• _WHAT THE EXERCISE ASKS_
Each line of the entries, from the first to the line containing "for rank in", is to be transcribed exactly as it stands; include no other lines.

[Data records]
== == ==

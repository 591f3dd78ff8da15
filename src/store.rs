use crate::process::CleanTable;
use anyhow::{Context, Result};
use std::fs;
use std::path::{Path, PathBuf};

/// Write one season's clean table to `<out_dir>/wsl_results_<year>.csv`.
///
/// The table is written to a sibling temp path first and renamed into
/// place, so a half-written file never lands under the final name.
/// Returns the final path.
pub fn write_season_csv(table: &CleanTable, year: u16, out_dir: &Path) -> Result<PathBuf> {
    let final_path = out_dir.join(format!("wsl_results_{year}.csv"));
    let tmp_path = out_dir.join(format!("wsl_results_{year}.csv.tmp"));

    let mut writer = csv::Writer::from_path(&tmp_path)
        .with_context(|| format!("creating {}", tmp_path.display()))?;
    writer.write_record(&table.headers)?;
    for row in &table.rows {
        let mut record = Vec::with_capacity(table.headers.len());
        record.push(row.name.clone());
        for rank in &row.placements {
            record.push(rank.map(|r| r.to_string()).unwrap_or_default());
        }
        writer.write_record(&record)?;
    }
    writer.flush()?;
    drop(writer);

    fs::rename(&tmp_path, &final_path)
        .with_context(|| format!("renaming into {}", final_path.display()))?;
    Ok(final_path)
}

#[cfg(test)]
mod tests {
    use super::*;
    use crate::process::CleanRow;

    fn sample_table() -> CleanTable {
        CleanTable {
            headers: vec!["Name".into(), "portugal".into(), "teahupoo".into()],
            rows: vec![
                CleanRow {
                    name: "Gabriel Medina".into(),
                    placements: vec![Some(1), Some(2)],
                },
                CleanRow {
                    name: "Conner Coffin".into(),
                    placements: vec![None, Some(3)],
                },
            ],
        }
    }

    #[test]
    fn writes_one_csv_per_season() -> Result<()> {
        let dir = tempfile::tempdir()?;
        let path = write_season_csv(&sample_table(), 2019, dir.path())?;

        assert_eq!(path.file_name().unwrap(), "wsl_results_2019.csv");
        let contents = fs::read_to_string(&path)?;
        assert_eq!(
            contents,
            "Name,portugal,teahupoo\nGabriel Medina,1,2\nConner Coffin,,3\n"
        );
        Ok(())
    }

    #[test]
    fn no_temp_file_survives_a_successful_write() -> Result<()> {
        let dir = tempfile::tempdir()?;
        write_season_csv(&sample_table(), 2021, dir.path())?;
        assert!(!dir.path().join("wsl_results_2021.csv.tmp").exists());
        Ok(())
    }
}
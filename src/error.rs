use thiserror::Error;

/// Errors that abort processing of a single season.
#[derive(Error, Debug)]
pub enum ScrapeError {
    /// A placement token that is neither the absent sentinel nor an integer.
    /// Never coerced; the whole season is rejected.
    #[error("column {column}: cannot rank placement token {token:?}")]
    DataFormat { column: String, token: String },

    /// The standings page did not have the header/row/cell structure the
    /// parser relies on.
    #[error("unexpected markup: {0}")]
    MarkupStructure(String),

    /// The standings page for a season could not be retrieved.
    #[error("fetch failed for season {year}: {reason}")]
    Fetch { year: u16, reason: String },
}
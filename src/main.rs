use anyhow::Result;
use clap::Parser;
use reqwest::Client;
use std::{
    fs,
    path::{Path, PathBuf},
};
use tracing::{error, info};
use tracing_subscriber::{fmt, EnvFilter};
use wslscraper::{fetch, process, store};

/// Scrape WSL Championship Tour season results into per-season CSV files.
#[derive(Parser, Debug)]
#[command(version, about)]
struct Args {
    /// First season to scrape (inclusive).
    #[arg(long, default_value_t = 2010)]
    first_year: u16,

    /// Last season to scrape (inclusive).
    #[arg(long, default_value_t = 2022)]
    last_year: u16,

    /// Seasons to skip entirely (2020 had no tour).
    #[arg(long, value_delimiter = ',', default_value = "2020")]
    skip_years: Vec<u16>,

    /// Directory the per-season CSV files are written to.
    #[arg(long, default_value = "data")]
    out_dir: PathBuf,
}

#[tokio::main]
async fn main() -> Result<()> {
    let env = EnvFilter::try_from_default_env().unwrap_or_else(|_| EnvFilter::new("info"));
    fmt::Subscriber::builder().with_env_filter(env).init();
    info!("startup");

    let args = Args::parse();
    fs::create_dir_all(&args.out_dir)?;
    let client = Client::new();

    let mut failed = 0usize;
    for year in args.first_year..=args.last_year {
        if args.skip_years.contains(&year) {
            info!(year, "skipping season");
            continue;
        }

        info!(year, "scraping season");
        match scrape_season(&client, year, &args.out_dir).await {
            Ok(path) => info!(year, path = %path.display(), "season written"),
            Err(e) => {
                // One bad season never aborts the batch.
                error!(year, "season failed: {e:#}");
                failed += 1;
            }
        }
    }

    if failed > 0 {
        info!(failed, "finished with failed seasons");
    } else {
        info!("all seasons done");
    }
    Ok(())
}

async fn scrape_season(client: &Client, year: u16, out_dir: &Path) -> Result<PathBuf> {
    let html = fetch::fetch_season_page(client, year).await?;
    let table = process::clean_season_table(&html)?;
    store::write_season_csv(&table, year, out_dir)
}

== == ==

• _SOLUTION TO THE PROBLEM_
repository 591f3dd78ff8da15
filename src/store.rs
use crate::process::CleanTable;
use anyhow::{Context, Result};
use std::fs;
use std::path::{Path, PathBuf};

/// Write one season's clean table to `<out_dir>/wsl_results_<year>.csv`.
///
/// The table is written to a sibling temp path first and renamed into
/// place, so a half-written file never lands under the final name.
/// Returns the final path.
pub fn write_season_csv(table: &CleanTable, year: u16, out_dir: &Path) -> Result<PathBuf> {
    let final_path = out_dir.join(format!("wsl_results_{year}.csv"));
    let tmp_path = out_dir.join(format!("wsl_results_{year}.csv.tmp"));

    let mut writer = csv::Writer::from_path(&tmp_path)
        .with_context(|| format!("creating {}", tmp_path.display()))?;
    writer.write_record(&table.headers)?;
    for row in &table.rows {
        let mut record = Vec::with_capacity(table.headers.len());
        record.push(row.name.clone());
        for rank in &row.placements {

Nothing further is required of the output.